Defensa del producto
Hablaba del territorio conocido y de algunos rincones que no lo eran, siempre de mundos conquistables, de placeres cercanos, y de un modo que resultaba convincente para las «amonas» y los chavales. Al fin y al cabo, una lección sobre la frescura de las anchoas no necesita demasiada poesía. La sabiduría y el conocimiento aparecían desnudos y sabrosos en cada texto, como una ventresca de cimarrón sin pasar por la plancha.
La aportación de Lapitz a la sociedad vasca tiene al menos otras dos características que lo hacen singular e imprescindible: su apoyo al tejido asociativo, así fuera en forma de cofradías o academias, impulsando la defensa de los productos a través de la fiesta y del rito, y su afán divulgador a través de una intensa actividad como escritor, editor o impresor de trabajos propios o ajenos, incansable en los tiempos en que el mundo impreso era la herramienta básica para extender el conocimiento.

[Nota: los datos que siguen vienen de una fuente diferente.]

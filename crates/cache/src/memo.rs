//! In-process lookup memoisation.

use std::collections::HashMap;
use std::future::Future;
use std::hash::Hash;
use std::sync::Arc;
use tokio::sync::RwLock;

/// An explicitly owned, shareable memo table for repeated lookups within one
/// run, such as resolving a commit author's e-mail to a user.
///
/// Negative results are remembered too: once a lookup has returned `None`
/// the remote service is not asked again for that key until the entry is
/// [invalidated](Self::invalidate) or the memo is [cleared](Self::clear).
///
/// Cloning is cheap and clones share the same table. Two tasks racing on
/// the same missing key may both run the lookup; the last result wins.
///
/// # Examples
///
/// ```
/// use harvest_cache::Memo;
///
/// # #[tokio::main(flavor = "current_thread")]
/// # async fn main() {
/// let users: Memo<String, u64> = Memo::new();
/// let id = users.get_or_insert_with("dev@example.com".to_string(), |_| async { Some(42) }).await;
/// assert_eq!(id, Some(42));
/// // Memoised; the second lookup isn't run.
/// let id = users.get_or_insert_with("dev@example.com".to_string(), |_| async { None }).await;
/// assert_eq!(id, Some(42));
/// # }
/// ```
pub struct Memo<K, V> {
    entries: Arc<RwLock<HashMap<K, Option<V>>>>,
}
impl<K, V> Clone for Memo<K, V> {
    fn clone(&self) -> Self {
        Self { entries: Arc::clone(&self.entries) }
    }
}
impl<K, V> Default for Memo<K, V> {
    fn default() -> Self {
        Self { entries: Arc::new(RwLock::new(HashMap::new())) }
    }
}

impl<K, V> Memo<K, V>
where
    K: Eq + Hash + Clone,
    V: Clone,
{
    pub fn new() -> Self {
        Self::default()
    }

    /// The memoised result for `key`: `None` if never looked up,
    /// `Some(None)` if looked up and not found.
    pub async fn get(&self, key: &K) -> Option<Option<V>> {
        self.entries.read().await.get(key).cloned()
    }

    /// Return the memoised result for `key`, running `lookup` and remembering
    /// its result (found or not) on first use.
    ///
    /// The lock is not held while `lookup` runs.
    pub async fn get_or_insert_with<F, Fut>(&self, key: K, lookup: F) -> Option<V>
    where
        F: FnOnce(&K) -> Fut,
        Fut: Future<Output = Option<V>>,
    {
        if let Some(found) = self.entries.read().await.get(&key) {
            return found.clone();
        }
        let value = lookup(&key).await;
        self.entries.write().await.insert(key, value.clone());
        value
    }

    /// Forget one key. Returns `true` if it was memoised.
    pub async fn invalidate(&self, key: &K) -> bool {
        self.entries.write().await.remove(key).is_some()
    }

    pub async fn clear(&self) {
        self.entries.write().await.clear();
    }

    /// Number of memoised keys, including negative results.
    pub async fn len(&self) -> usize {
        self.entries.read().await.len()
    }

    pub async fn is_empty(&self) -> bool {
        self.entries.read().await.is_empty()
    }
}

#[cfg(test)]
mod tests {
    use super::*;
    use std::sync::atomic::{AtomicUsize, Ordering};

    #[tokio::test]
    async fn test_memoises_hits() {
        let memo: Memo<&str, u64> = Memo::new();
        let calls = AtomicUsize::new(0);
        for _ in 0..3 {
            let value = memo
                .get_or_insert_with("a@example.com", |_| async {
                    calls.fetch_add(1, Ordering::SeqCst);
                    Some(1)
                })
                .await;
            assert_eq!(value, Some(1));
        }
        assert_eq!(calls.load(Ordering::SeqCst), 1);
    }

    #[tokio::test]
    async fn test_memoises_misses() {
        let memo: Memo<&str, u64> = Memo::new();
        assert_eq!(memo.get_or_insert_with("ghost@example.com", |_| async { None }).await, None);
        assert_eq!(memo.get(&"ghost@example.com").await, Some(None));
        assert_eq!(memo.get_or_insert_with("ghost@example.com", |_| async { Some(9) }).await, None);
        assert_eq!(memo.len().await, 1);
    }

    #[tokio::test]
    async fn test_lookup_receives_key() {
        let memo: Memo<String, usize> = Memo::new();
        let value = memo.get_or_insert_with("abcd".to_string(), |key| std::future::ready(Some(key.len()))).await;
        assert_eq!(value, Some(4));
    }

    #[tokio::test]
    async fn test_invalidate_and_clear() {
        let memo: Memo<u32, u32> = Memo::new();
        memo.get_or_insert_with(1, |_| async { Some(10) }).await;
        memo.get_or_insert_with(2, |_| async { None }).await;
        assert!(memo.invalidate(&1).await);
        assert!(!memo.invalidate(&1).await);
        assert_eq!(memo.get_or_insert_with(1, |_| async { Some(11) }).await, Some(11));
        memo.clear().await;
        assert!(memo.is_empty().await);
    }

    #[tokio::test]
    async fn test_clones_share_entries() {
        let memo: Memo<u32, u32> = Memo::new();
        let other = memo.clone();
        memo.get_or_insert_with(1, |_| async { Some(10) }).await;
        assert_eq!(other.get(&1).await, Some(Some(10)));
    }
}
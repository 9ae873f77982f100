//! Configuration loading and validation.
//!
//! Sources are layered with [`figment`], later ones overriding earlier ones:
//!
//! 1. built-in defaults ([`Config::default()`]),
//! 2. an optional TOML file,
//! 3. environment variables prefixed `HARVEST_`, nested with `__`
//!    (`HARVEST_CACHE__MAX_AGE_DAYS=14` sets `cache.max_age_days`).
//!
//! Tuning parameters that are out of range are clamped to the nearest valid
//! bound with a warning instead of failing the whole run.
//!
//! ```toml
//! [batch]
//! size = 10
//! concurrency = 2
//! snapshot_dir = "temp_batches"
//!
//! [cache]
//! max_age_days = 7
//! dir = "/var/cache/harvest"
//! compression = "gzip"
//! ```

pub mod error;

use crate::error::{ErrorKind, Result};
use exn::ResultExt;
use figment::Figment;
use figment::providers::{Env, Format, Serialized, Toml};
pub use harvest_cache::{Compression, MAX_CACHE_DAYS, MIN_CACHE_DAYS};
use serde::{Deserialize, Serialize};
use std::path::{Path, PathBuf};

/// Items per batch that suits the remote service best.
pub const DEFAULT_BATCH_SIZE: usize = 10;
pub const MIN_BATCH_SIZE: usize = 5;
pub const MAX_BATCH_SIZE: usize = 20;
/// One week, matching a weekly extraction schedule.
pub const DEFAULT_CACHE_DAYS: u32 = 7;
/// The upstream service is tuned for one batch at a time; keep parallelism small.
pub const MAX_CONCURRENCY: usize = 8;
const ENV_PREFIX: &str = "HARVEST_";

#[derive(Debug, Clone, PartialEq, Eq, Default, Serialize, Deserialize)]
pub struct Config {
    #[serde(default)]
    pub batch: BatchConfig,
    #[serde(default)]
    pub cache: CacheConfig,
}

#[derive(Debug, Clone, PartialEq, Eq, Serialize, Deserialize)]
#[serde(default)]
pub struct BatchConfig {
    pub size: usize,
    pub min_size: usize,
    pub max_size: usize,
    /// Batches allowed in flight at once. `1` processes strictly one after
    /// another.
    pub concurrency: usize,
    /// Where intermediate per-batch results are written.
    pub snapshot_dir: PathBuf,
}
impl Default for BatchConfig {
    fn default() -> Self {
        Self {
            size: DEFAULT_BATCH_SIZE,
            min_size: MIN_BATCH_SIZE,
            max_size: MAX_BATCH_SIZE,
            concurrency: 1,
            snapshot_dir: PathBuf::from("temp_batches"),
        }
    }
}

#[derive(Debug, Clone, PartialEq, Eq, Serialize, Deserialize)]
#[serde(default)]
pub struct CacheConfig {
    pub enabled: bool,
    pub max_age_days: u32,
    pub dir: PathBuf,
    pub compression: Compression,
}
impl Default for CacheConfig {
    fn default() -> Self {
        Self {
            enabled: true,
            max_age_days: DEFAULT_CACHE_DAYS,
            dir: default_cache_dir(),
            compression: Compression::None,
        }
    }
}

/// Platform cache directory for harvest, or `.harvest_cache` in the working
/// directory when the platform has none (e.g. no home directory).
pub fn default_cache_dir() -> PathBuf {
    directories::ProjectDirs::from("", "", "harvest")
        .map(|dirs| dirs.cache_dir().to_path_buf())
        .unwrap_or_else(|| PathBuf::from(".harvest_cache"))
}

/// Clamp a batch size into `[min, max]`.
///
/// `min` must not exceed `max`; [`Config::validated()`] guarantees that
/// before calling.
pub fn validate_batch_size(size: usize, min: usize, max: usize) -> usize {
    size.clamp(min, max)
}

/// Clamp a cache lifetime into `[1, 30]` days.
///
/// Zero would disable caching entirely and anything past a month would keep
/// serving results that no longer resemble the remote state.
pub fn validate_cache_days(days: u32) -> u32 {
    days.clamp(MIN_CACHE_DAYS, MAX_CACHE_DAYS)
}

impl Config {
    /// Load configuration from defaults, an optional TOML file and the
    /// environment, then validate it.
    ///
    /// # Errors
    /// - [`ErrorKind::NotFound`] if `path` is given but doesn't exist.
    /// - [`ErrorKind::Load`] if a source can't be parsed.
    /// - [`ErrorKind::InvalidValue`] if the batch size bounds are unusable.
    pub fn load(path: Option<&Path>) -> Result<Self> {
        Self::figment(path)?.extract::<Self>().or_raise(|| ErrorKind::Load)?.validated()
    }

    /// The layered [`Figment`] behind [`load()`](Self::load), for callers that
    /// want to merge in their own providers.
    pub fn figment(path: Option<&Path>) -> Result<Figment> {
        let mut figment = Figment::from(Serialized::defaults(Config::default()));
        if let Some(path) = path {
            if !path.is_file() {
                exn::bail!(ErrorKind::NotFound(path.to_path_buf()));
            }
            figment = figment.merge(Toml::file(path));
        }
        Ok(figment.merge(Env::prefixed(ENV_PREFIX).split("__")))
    }

    /// Check hard constraints and clamp tuning parameters into range.
    pub fn validated(mut self) -> Result<Self> {
        let batch = &mut self.batch;
        if batch.min_size == 0 {
            exn::bail!(ErrorKind::InvalidValue("batch.min_size"));
        }
        if batch.min_size > batch.max_size {
            exn::bail!(ErrorKind::InvalidValue("batch.max_size"));
        }
        let size = validate_batch_size(batch.size, batch.min_size, batch.max_size);
        if size != batch.size {
            tracing::warn!(requested = batch.size, used = size, "Batch size out of range; clamped");
            batch.size = size;
        }
        let concurrency = batch.concurrency.clamp(1, MAX_CONCURRENCY);
        if concurrency != batch.concurrency {
            tracing::warn!(requested = batch.concurrency, used = concurrency, "Batch concurrency out of range; clamped");
            batch.concurrency = concurrency;
        }
        let days = validate_cache_days(self.cache.max_age_days);
        if days != self.cache.max_age_days {
            tracing::warn!(requested = self.cache.max_age_days, used = days, "Cache max age out of range; clamped");
            self.cache.max_age_days = days;
        }
        Ok(self)
    }
}
//! Batched, cache-aware extraction of large remote collections into flat
//! tables.
//!
//! The pieces live in their own crates and are re-exported here:
//! - [`config`]: layered configuration (defaults, TOML file, `HARVEST_*`
//!   environment) with clamping of tuning values.
//! - [`storage`]: the storage backends everything persists through.
//! - [`table`]: the flat [`Table`](table::Table) extraction results are
//!   combined into.
//! - [`cache`]: the expiring on-disk cache and its "cached or computed"
//!   facade.
//! - [`batch`]: the failure-isolating batch runner.
//!
//! [`Harvest`] wires them together from a [`Config`](config::Config).

pub mod error;
mod extract;

pub use crate::extract::ProjectExtractor;
pub use harvest_batch as batch;
pub use harvest_cache as cache;
pub use harvest_config as config;
pub use harvest_storage as storage;
pub use harvest_table as table;

use crate::error::{ErrorKind, Result};
use exn::{Exn, ResultExt};
use harvest_batch::{BatchReport, BatchRunner, CancellationToken, RunnerOptions};
use harvest_cache::{CacheManager, CacheStatistics, CacheStore, Kind, SweepReport};
use harvest_config::Config;
use harvest_storage::backend::LocalBackend;
use harvest_table::Table;
use std::error::Error as StdError;
use std::future::Future;
use std::path::Path;
use std::sync::Arc;

/// A configured cache and batch runner, ready to extract.
pub struct Harvest {
    config: Config,
    cache: CacheManager,
    runner: BatchRunner,
}

impl Harvest {
    /// Load configuration (see [`Config::load()`]) and build from it.
    pub async fn load(path: Option<&Path>) -> Result<Self> {
        let config = Config::load(path).or_raise(|| ErrorKind::Config)?;
        Self::from_config(config).await
    }

    /// Build from an already validated configuration.
    ///
    /// # Errors
    /// - [`ErrorKind::Cache`] if caching is enabled and the cache directory
    ///   can't be created.
    /// - [`ErrorKind::Batch`] if the snapshot directory can't be created.
    pub async fn from_config(config: Config) -> Result<Self> {
        let cache = if config.cache.enabled {
            let backend = LocalBackend::new("cache", &config.cache.dir).or_raise(|| ErrorKind::Cache)?;
            let store = CacheStore::open(Arc::new(backend), config.cache.max_age_days, config.cache.compression)
                .await
                .or_raise(|| ErrorKind::Cache)?;
            CacheManager::new(store)
        } else {
            tracing::info!("Caching disabled; every lookup will be computed");
            CacheManager::disabled()
        };
        let options = RunnerOptions::new(config.batch.size, config.batch.concurrency);
        let runner = BatchRunner::with_snapshot_dir(options, &config.batch.snapshot_dir).or_raise(|| ErrorKind::Batch)?;
        Ok(Self { config, cache, runner })
    }

    pub fn config(&self) -> &Config {
        &self.config
    }

    pub fn cache(&self) -> &CacheManager {
        &self.cache
    }

    pub fn runner(&self) -> &BatchRunner {
        &self.runner
    }

    /// Extract one table per project in batches, through the cache.
    ///
    /// The report's label is the kind's name. See [`ProjectExtractor`] for
    /// how each batch is computed and [`BatchRunner::run()`] for how the
    /// batches are combined.
    pub async fn extract_projects<F, Fut, E>(
        &self,
        kind: Kind,
        project_ids: &[u64],
        compute: F,
        force_refresh: bool,
        cancel: &CancellationToken,
    ) -> BatchReport<Table>
    where
        F: Fn(u64) -> Fut + Send + Sync,
        Fut: Future<Output = std::result::Result<Table, Exn<E>>> + Send,
        E: StdError + Send + Sync + 'static,
    {
        let label = kind.to_string();
        let extractor = ProjectExtractor::new(&self.cache, kind, compute).force_refresh(force_refresh);
        let report = self.runner.run(project_ids, &extractor, &label, cancel).await;
        tracing::info!(label, stats = %self.cache.stats(), "Cache usage");
        report
    }

    /// Remove expired cache entries. `None` when caching is disabled.
    pub async fn sweep_cache(&self) -> Result<Option<SweepReport>> {
        match self.cache.store() {
            Some(store) => Ok(Some(store.sweep().await.or_raise(|| ErrorKind::Cache)?)),
            None => Ok(None),
        }
    }

    /// Cache health report. `None` when caching is disabled.
    pub async fn cache_statistics(&self) -> Result<Option<CacheStatistics>> {
        match self.cache.store() {
            Some(store) => Ok(Some(store.statistics().await.or_raise(|| ErrorKind::Cache)?)),
            None => Ok(None),
        }
    }

    /// Delete the batch snapshots, typically after the combined result has
    /// been written out.
    pub async fn cleanup_snapshots(&self) -> Result<usize> {
        self.runner.cleanup_snapshots().await.or_raise(|| ErrorKind::Batch)
    }
}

Con aquellos mimbres fue capaz de alcanzar cifras mareantes, propias de la era de las redes sociales, de cofradías que ha impulsado y a las que pertenece, de libros escritos y publicados –casi 40–, entradas en diccionarios del ramo, edición e impresión de docenas de libros para terceros.
Por todo ello, se puede considerar a Lapitz uno de los grandes exploradores de la cultura gastronómica vasca, junto a su admirado maestro Busca Isusi. Su afán socializador y divulgador de todo cuanto guarda relación con la comida, las tradiciones y la cultura lo convierten en una suerte de gran democratizador del conocimiento gastronómico.
Juanjo Lapitz siempre sostuvo que lo más importante en la vida es la amistad. Yo no me encontré entre sus amigos, pero entiendo que debió ser una delicia escucharlo mientras cortaba verdura de la huerta para hacer su famosa tortilla de piperrada y dejaba que aflorasen las anécdotas y saberes gastronómicos al ritmo que se pochaba el guiso.
En 1773, el escritor escocés James Boswell definió al hombre como «el animal cocinero» y lo explicó con la siguiente frase: «Las bestias tienen memoria, juicio y todas las facultades y pasiones de nuestra mente, en cierto grado, pero no hay ninguna que sepa guisar». Desde que los experimentos del primatólogo de Harward Richard Wrangham plantearan científicamente en 1997 que cocinar es lo que nos hizo humanos –somos biológicamente como somos porque comemos alimentos cocinados– la comunidad científica anda revuelta. Creo que les ayudaría indagar en la figura de Juanjo Lapitz porque su persona y trayectoria demuestran empíricamente que humanidad, cocina, cultura y conocimiento son guisantes de un mismo plato.